For the above two-port network, equations of T-parameters are;

(1) $\begin{equation*} V_S=AV_R + BI_R \end{equation*}$

(2) $\begin{equation*} I_S=CV_R + DI_R \end{equation*}$

Where;

VS = Sending end voltage
IS = Sending end current
VR = Receiving end voltage
IR = Receiving end current

These parameters are used to make mathematical modeling of a transmission line. Parameter A and D are unitless. The unit of parameter B and C is ohm and mho, respectively.

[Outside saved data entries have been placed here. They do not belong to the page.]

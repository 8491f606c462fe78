//! Collaborators owned by the host environment.
//!
//! The controller only talks to the outside world through these traits; the
//! HTTP adapter in [`crate::host`] and the test doubles implement them.
use anyhow::Result;
use async_trait::async_trait;
use futures::stream::BoxStream;
use std::fmt;
use std::sync::Arc;

use crate::model::{ActionKind, ActiveJob, JobStatus, MergeCandidate, Page, PageQuery, ProgressMessage};

#[async_trait]
pub trait DataSource: Send + Sync {
    async fn fetch_page(&self, query: &PageQuery) -> Result<Page>;
}

#[async_trait]
pub trait MergeCheck: Send + Sync {
    /// Returns the subset of `candidates` whose SKU already exists downstream.
    async fn check_merge_required(&self, candidates: &[MergeCandidate]) -> Result<Vec<MergeCandidate>>;
}

#[async_trait]
pub trait JobQueue: Send + Sync {
    async fn submit_batch(&self, action: ActionKind, delimited_ids: &str) -> Result<()>;

    /// Per-row action, executed synchronously by the host. `resync` is set
    /// for rows that were already synced.
    async fn run_single(&self, action: ActionKind, id: &str, resync: bool) -> Result<()>;

    async fn list_active_jobs(&self, statuses: &[JobStatus]) -> Result<Vec<ActiveJob>>;
}

#[async_trait]
pub trait ProgressChannel: Send + Sync {
    async fn subscribe(&self, channel: &str) -> Result<BoxStream<'static, ProgressMessage>>;
    async fn unsubscribe(&self, channel: &str) -> Result<()>;
}

#[derive(Debug, Clone, PartialEq, Eq)]
pub struct ListFilter {
    pub field: String,
    pub operator: String,
    pub value: String,
}

impl ListFilter {
    /// `field like %value%`
    pub fn contains(field: &str, value: &str) -> Self {
        Self {
            field: field.to_string(),
            operator: "like".to_string(),
            value: format!("%{}%", value),
        }
    }
}

impl fmt::Display for ListFilter {
    fn fmt(&self, f: &mut fmt::Formatter<'_>) -> fmt::Result {
        write!(f, "{} {} {}", self.field, self.operator, self.value)
    }
}

#[async_trait]
pub trait Navigator: Send + Sync {
    async fn open_filtered_list(&self, entity_type: &str, filter: &ListFilter) -> Result<()>;
}

#[derive(Debug, Clone, Copy, PartialEq, Eq)]
pub enum Severity {
    Caution,
    Destructive,
}

#[derive(Debug, Clone, PartialEq, Eq)]
pub struct Confirmation {
    pub severity: Severity,
    pub message: String,
}

#[derive(Debug, Clone, Copy, PartialEq, Eq)]
pub enum NoticeLevel {
    Info,
    Error,
}

#[derive(Debug, Clone, PartialEq, Eq)]
pub struct Notice {
    pub level: NoticeLevel,
    pub message: String,
}

impl Notice {
    pub fn info(message: impl Into<String>) -> Self {
        Self {
            level: NoticeLevel::Info,
            message: message.into(),
        }
    }

    pub fn error(message: impl Into<String>) -> Self {
        Self {
            level: NoticeLevel::Error,
            message: message.into(),
        }
    }
}

/// The person at the screen: answers confirmation gates, reads notices.
#[async_trait]
pub trait Operator: Send + Sync {
    async fn confirm(&self, prompt: &Confirmation) -> bool;
    fn notify(&self, notice: Notice);
}

/// Handles to every collaborator a page needs.
#[derive(Clone)]
pub struct Services {
    pub data: Arc<dyn DataSource>,
    pub merge_check: Arc<dyn MergeCheck>,
    pub jobs: Arc<dyn JobQueue>,
    pub progress: Arc<dyn ProgressChannel>,
    pub navigator: Arc<dyn Navigator>,
    pub operator: Arc<dyn Operator>,
}

impl fmt::Debug for Services {
    fn fmt(&self, f: &mut fmt::Formatter<'_>) -> fmt::Result {
        f.debug_struct("Services").finish_non_exhaustive()
    }
}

$\begin{bmatrix} V_S \\ I_S \end{bmatrix} = \begin{bmatrix} A & B \\ C & D \end{bmatrix} \begin{bmatrix} V_R \\ I_R \end{bmatrix}$

To find the value of T-parameters, we need to open and short circuit the receiving end. When the receiving end is open-circuited, receiving end current IR is zero. Put this value in the equations and we get the value of A and C parameters.

$I_R=0$

open circuit condition

From equation-1;

$V_S=AV_R + B(0)$

$V_S=AV_R$

$A = \left \frac{V_S}{V_R} \right|_ {I_R=0}$

From equation-2;

$I_S = CV_R + D(0)$

$I_S = CV_R$

$C = \left \frac{I_S}{V_R} \right|_ {I_R=0}$

When the receiving end is short-circuited, the voltage across the receiving terminals VR is zero. By putting this value in the equation, we can get the values of B and D parameters.

$V_R = 0$

short circuit condition

From equation-1;

$V_S=A(0) + BI_R$

$V_S = BI_R$

$B = \left \frac{V_S}{I_R} \right|_ {V_R=0}$

From equation-2;

$I_S=C (0) + DI_R$

$I_S = DI_R$

$D = \left \frac{I_S}{I_R} \right|_ {V_R=0}$

T Parameters Solved Example Problem

Consider an impedance is connected between the sending end and receiving end terminals as shown in the below figure. Find T-parameters of given network.

t parameter example

T-parameter Example

Here, the sending end current is the same as the receiving end current.

$I_S = I_R$

(3) $\begin{equation*} I_S = (0)V_R + (1) I_R \end{equation*}$

Now, we apply KVL to the network,

$V_S = V_R + I_S Z_1$

$V_S = V_R + I_R Z_1$

(4) $\begin{equation*} V_S = (1)V_R + (Z_1) I_R \end{equation*}$

Compare equation-1 and 4;

$A = 1, \, B = Z_1$

Compare equation-2 and 3;

$C = 0, \, D = 1$

T Parameters of a Transmission Line

According to the length of line, transmission lines are classified as;

Short transmission line
Medium transmission line
Long transmission line

Now, we find T-parameters for all types of transmission lines.

Short Transmission Line

The transmission line having a length of less than 80km and voltage level less than 20kV is considered a short transmission line. Due to the small length and lower voltage level, the capacitance of the line is neglected.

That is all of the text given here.